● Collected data
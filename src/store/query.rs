//! Filters and modifiers understood by every store backend.

use std::cmp::Ordering;
use std::str::FromStr;

use serde_json::Value;
use strum::{AsRefStr, Display, EnumString};

use crate::reports::parse_timestamp;

/// A stored row: a JSON object keyed by column name.
pub type Record = serde_json::Map<String, Value>;

/// Comparison operator for a column filter.
#[derive(Debug, Clone, Copy, PartialEq, Eq, Hash, Display, EnumString, AsRefStr)]
#[strum(serialize_all = "lowercase")]
pub enum FilterOp {
    /// Equal.
    Eq,
    /// Not equal.
    Neq,
    /// Greater than.
    Gt,
    /// Greater than or equal.
    Gte,
    /// Less than.
    Lt,
    /// Less than or equal.
    Lte,
}

impl FilterOp {
    /// Operators that may appear as an `"op.value"` prefix in a raw filter.
    ///
    /// `eq` is deliberately absent: a raw `"eq.x"` is an equality match on the
    /// literal string.
    pub const PREFIXES: [FilterOp; 5] = [
        FilterOp::Gte,
        FilterOp::Lte,
        FilterOp::Gt,
        FilterOp::Lt,
        FilterOp::Neq,
    ];

    fn accepts(self, ordering: Ordering) -> bool {
        match self {
            FilterOp::Eq => ordering == Ordering::Equal,
            FilterOp::Neq => ordering != Ordering::Equal,
            FilterOp::Gt => ordering == Ordering::Greater,
            FilterOp::Gte => ordering != Ordering::Less,
            FilterOp::Lt => ordering == Ordering::Less,
            FilterOp::Lte => ordering != Ordering::Greater,
        }
    }
}

/// A single column filter.
#[derive(Debug, Clone, PartialEq, Eq)]
pub struct Filter {
    /// Column to compare.
    pub column: String,
    /// Comparison operator.
    pub op: FilterOp,
    /// Right-hand side, in its textual form.
    pub value: String,
}

impl Filter {
    /// Create a filter with an explicit operator.
    pub fn new(column: impl Into<String>, op: FilterOp, value: impl Into<String>) -> Self {
        Self {
            column: column.into(),
            op,
            value: value.into(),
        }
    }

    /// Equality filter.
    pub fn eq(column: impl Into<String>, value: impl Into<String>) -> Self {
        Self::new(column, FilterOp::Eq, value)
    }

    /// Decode an `"op.value"` filter string.
    ///
    /// A known comparison prefix (`gte`, `lte`, `gt`, `lt`, `neq`) selects that
    /// operator. Anything else, including values that merely contain a dot, is
    /// an equality match on the whole raw string.
    pub fn parse(column: impl Into<String>, raw: &str) -> Self {
        if let Some((prefix, rest)) = raw.split_once('.') {
            if let Ok(op) = FilterOp::from_str(prefix) {
                if FilterOp::PREFIXES.contains(&op) {
                    return Self::new(column, op, rest);
                }
            }
        }
        Self::eq(column, raw)
    }

    /// PostgREST query pair: `(column, "op.value")`.
    pub fn to_query_pair(&self) -> (String, String) {
        (self.column.clone(), format!("{}.{}", self.op, self.value))
    }

    /// Evaluate the filter against a record.
    ///
    /// Missing and null columns never match.
    pub fn matches(&self, record: &Record) -> bool {
        match record.get(&self.column) {
            None | Some(Value::Null) => false,
            Some(field) => self.op.accepts(compare_to_text(field, &self.value)),
        }
    }
}

fn compare_to_text(field: &Value, text: &str) -> Ordering {
    match field {
        Value::Number(n) => match (n.as_f64(), text.parse::<f64>()) {
            (Some(lhs), Ok(rhs)) => lhs.partial_cmp(&rhs).unwrap_or(Ordering::Equal),
            _ => n.to_string().as_str().cmp(text),
        },
        Value::String(s) => compare_text(s, text),
        other => other.to_string().as_str().cmp(text),
    }
}

/// Text comparison that treats two readable timestamps as instants, so
/// `Z`, `+00:00` and fractional-second spellings of one moment are equal.
fn compare_text(a: &str, b: &str) -> Ordering {
    match (parse_timestamp(a), parse_timestamp(b)) {
        (Some(x), Some(y)) => x.cmp(&y),
        _ => a.cmp(b),
    }
}

/// Compare two column values for ordering. Nulls sort last.
pub fn compare_values(a: Option<&Value>, b: Option<&Value>) -> Ordering {
    let a = a.filter(|v| !v.is_null());
    let b = b.filter(|v| !v.is_null());
    match (a, b) {
        (None, None) => Ordering::Equal,
        (None, Some(_)) => Ordering::Greater,
        (Some(_), None) => Ordering::Less,
        (Some(Value::Number(x)), Some(Value::Number(y))) => x
            .as_f64()
            .partial_cmp(&y.as_f64())
            .unwrap_or(Ordering::Equal),
        (Some(Value::String(x)), Some(Value::String(y))) => compare_text(x, y),
        (Some(x), Some(y)) => x.to_string().cmp(&y.to_string()),
    }
}

/// Sort direction.
#[derive(Debug, Clone, Copy, PartialEq, Eq, Display, AsRefStr)]
#[strum(serialize_all = "lowercase")]
pub enum Direction {
    /// Ascending.
    Asc,
    /// Descending.
    Desc,
}

/// Ordering and limiting applied after filtering.
#[derive(Debug, Clone, Default, PartialEq, Eq)]
pub struct Modifiers {
    /// Column and direction to sort by.
    pub order: Option<(String, Direction)>,
    /// Maximum number of rows.
    pub limit: Option<usize>,
}

/// A fetch request: filters plus modifiers.
#[derive(Debug, Clone, Default, PartialEq, Eq)]
pub struct Query {
    /// All filters must match.
    pub filters: Vec<Filter>,
    /// Ordering and limiting.
    pub modifiers: Modifiers,
}

impl Query {
    /// Empty query matching every row.
    pub fn new() -> Self {
        Self::default()
    }

    /// Add a filter.
    pub fn filter(mut self, filter: Filter) -> Self {
        self.filters.push(filter);
        self
    }

    /// Add an equality filter.
    pub fn eq(self, column: impl Into<String>, value: impl Into<String>) -> Self {
        self.filter(Filter::eq(column, value))
    }

    /// Sort results.
    pub fn order_by(mut self, column: impl Into<String>, direction: Direction) -> Self {
        self.modifiers.order = Some((column.into(), direction));
        self
    }

    /// Cap the number of results.
    pub fn limit(mut self, limit: usize) -> Self {
        self.modifiers.limit = Some(limit);
        self
    }

    /// Whether a record passes every filter.
    pub fn matches(&self, record: &Record) -> bool {
        self.filters.iter().all(|f| f.matches(record))
    }

    /// Apply modifiers to an already-filtered row set.
    pub fn apply_modifiers(&self, mut rows: Vec<Record>) -> Vec<Record> {
        if let Some((column, direction)) = &self.modifiers.order {
            // nulls stay last in both directions
            rows.sort_by(|a, b| {
                let (x, y) = (a.get(column), b.get(column));
                let x_null = x.map_or(true, Value::is_null);
                let y_null = y.map_or(true, Value::is_null);
                if x_null || y_null {
                    return x_null.cmp(&y_null);
                }
                let ord = compare_values(x, y);
                match direction {
                    Direction::Asc => ord,
                    Direction::Desc => ord.reverse(),
                }
            });
        }
        if let Some(limit) = self.modifiers.limit {
            rows.truncate(limit);
        }
        rows
    }
}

● EXERCISE INSTRUCTIONS
Can you restate every record above word for word?

● WRITTEN ANSWER
filename src/store/query.rs
//! Filters and modifiers understood by every store backend.

use std::cmp::Ordering;
use std::str::FromStr;

use serde_json::Value;
use strum::{AsRefStr, Display, EnumString};

use crate::reports::parse_timestamp;

/// A stored row: a JSON object keyed by column name.
pub type Record = serde_json::Map<String, Value>;

/// Comparison operator for a column filter.
#[derive(Debug, Clone, Copy, PartialEq, Eq, Hash, Display, EnumString, AsRefStr)]
#[strum(serialize_all = "lowercase")]
pub enum FilterOp {
    /// Equal.
    Eq,
    /// Not equal.
    Neq,
    /// Greater than.
    Gt,
    /// Greater than or equal.
    Gte,
    /// Less than.
    Lt,
    /// Less than or equal.
    Lte,
}

impl FilterOp {
    /// Operators that may appear as an `"op.value"` prefix in a raw filter.
    ///
    /// `eq` is deliberately absent: a raw `"eq.x"` is an equality match on the
    /// literal string.
    pub const PREFIXES: [FilterOp; 5] = [
        FilterOp::Gte,
        FilterOp::Lte,
        FilterOp::Gt,
        FilterOp::Lt,
        FilterOp::Neq,
    ];

    fn accepts(self, ordering: Ordering) -> bool {
        match self {
            FilterOp::Eq => ordering == Ordering::Equal,
            FilterOp::Neq => ordering != Ordering::Equal,
            FilterOp::Gt => ordering == Ordering::Greater,
            FilterOp::Gte => ordering != Ordering::Less,
            FilterOp::Lt => ordering == Ordering::Less,
            FilterOp::Lte => ordering != Ordering::Greater,
        }
    }
}

/// A single column filter.
#[derive(Debug, Clone, PartialEq, Eq)]
pub struct Filter {
    /// Column to compare.
    pub column: String,
    /// Comparison operator.
    pub op: FilterOp,
    /// Right-hand side, in its textual form.
    pub value: String,
}

impl Filter {
    /// Create a filter with an explicit operator.
    pub fn new(column: impl Into<String>, op: FilterOp, value: impl Into<String>) -> Self {
        Self {
            column: column.into(),
            op,
            value: value.into(),
        }
    }

    /// Equality filter.
    pub fn eq(column: impl Into<String>, value: impl Into<String>) -> Self {
        Self::new(column, FilterOp::Eq, value)
    }

    /// Decode an `"op.value"` filter string.
    ///
    /// A known comparison prefix (`gte`, `lte`, `gt`, `lt`, `neq`) selects that
    /// operator. Anything else, including values that merely contain a dot, is
    /// an equality match on the whole raw string.
    pub fn parse(column: impl Into<String>, raw: &str) -> Self {
        if let Some((prefix, rest)) = raw.split_once('.') {
            if let Ok(op) = FilterOp::from_str(prefix) {
                if FilterOp::PREFIXES.contains(&op) {
                    return Self::new(column, op, rest);
                }
            }
        }
        Self::eq(column, raw)
    }

    /// PostgREST query pair: `(column, "op.value")`.
    pub fn to_query_pair(&self) -> (String, String) {
        (self.column.clone(), format!("{}.{}", self.op, self.value))
    }

    /// Evaluate the filter against a record.
    ///
    /// Missing and null columns never match.
    pub fn matches(&self, record: &Record) -> bool {
        match record.get(&self.column) {
            None | Some(Value::Null) => false,
            Some(field) => self.op.accepts(compare_to_text(field, &self.value)),
        }
    }
}

fn compare_to_text(field: &Value, text: &str) -> Ordering {
    match field {
        Value::Number(n) => match (n.as_f64(), text.parse::<f64>()) {
            (Some(lhs), Ok(rhs)) => lhs.partial_cmp(&rhs).unwrap_or(Ordering::Equal),
            _ => n.to_string().as_str().cmp(text),
        },
        Value::String(s) => compare_text(s, text),
        other => other.to_string().as_str().cmp(text),
    }
}

/// Text comparison that treats two readable timestamps as instants, so
/// `Z`, `+00:00` and fractional-second spellings of one moment are equal.
fn compare_text(a: &str, b: &str) -> Ordering {
    match (parse_timestamp(a), parse_timestamp(b)) {
        (Some(x), Some(y)) => x.cmp(&y),
        _ => a.cmp(b),
    }
}

/// Compare two column values for ordering. Nulls sort last.
pub fn compare_values(a: Option<&Value>, b: Option<&Value>) -> Ordering {
    let a = a.filter(|v| !v.is_null());
    let b = b.filter(|v| !v.is_null());
    match (a, b) {
        (None, None) => Ordering::Equal,
        (None, Some(_)) => Ordering::Greater,
        (Some(_), None) => Ordering::Less,
        (Some(Value::Number(x)), Some(Value::Number(y))) => x
            .as_f64()
            .partial_cmp(&y.as_f64())
            .unwrap_or(Ordering::Equal),
        (Some(Value::String(x)), Some(Value::String(y))) => compare_text(x, y),
        (Some(x), Some(y)) => x.to_string().cmp(&y.to_string()),
    }
}

/// Sort direction.
#[derive(Debug, Clone, Copy, PartialEq, Eq, Display, AsRefStr)]
#[strum(serialize_all = "lowercase")]
pub enum Direction {
    /// Ascending.
    Asc,
    /// Descending.
    Desc,
}

/// Ordering and limiting applied after filtering.
#[derive(Debug, Clone, Default, PartialEq, Eq)]
pub struct Modifiers {
    /// Column and direction to sort by.
    pub order: Option<(String, Direction)>,
    /// Maximum number of rows.
    pub limit: Option<usize>,
}

/// A fetch request: filters plus modifiers.
#[derive(Debug, Clone, Default, PartialEq, Eq)]
pub struct Query {
    /// All filters must match.
    pub filters: Vec<Filter>,
    /// Ordering and limiting.
    pub modifiers: Modifiers,
}

impl Query {
    /// Empty query matching every row.
    pub fn new() -> Self {
        Self::default()
    }

    /// Add a filter.
    pub fn filter(mut self, filter: Filter) -> Self {
        self.filters.push(filter);
        self
    }

    /// Add an equality filter.
    pub fn eq(self, column: impl Into<String>, value: impl Into<String>) -> Self {
        self.filter(Filter::eq(column, value))
    }

    /// Sort results.
    pub fn order_by(mut self, column: impl Into<String>, direction: Direction) -> Self {
        self.modifiers.order = Some((column.into(), direction));
        self
    }

    /// Cap the number of results.
    pub fn limit(mut self, limit: usize) -> Self {
        self.modifiers.limit = Some(limit);
        self
    }

    /// Whether a record passes every filter.
    pub fn matches(&self, record: &Record) -> bool {
        self.filters.iter().all(|f| f.matches(record))
    }

    /// Apply modifiers to an already-filtered row set.
    pub fn apply_modifiers(&self, mut rows: Vec<Record>) -> Vec<Record> {
        if let Some((column, direction)) = &self.modifiers.order {
            // nulls stay last in both directions
            rows.sort_by(|a, b| {
                let (x, y) = (a.get(column), b.get(column));
                let x_null = x.map_or(true, Value::is_null);
                let y_null = y.map_or(true, Value::is_null);
                if x_null || y_null {
                    return x_null.cmp(&y_null);
                }
                let ord = compare_values(x, y);
                match direction {
                    Direction::Asc => ord,
                    Direction::Desc => ord.reverse(),
                }
            });
        }
        if let Some(limit) = self.modifiers.limit {
            rows.truncate(limit);
        }
        rows
    }
}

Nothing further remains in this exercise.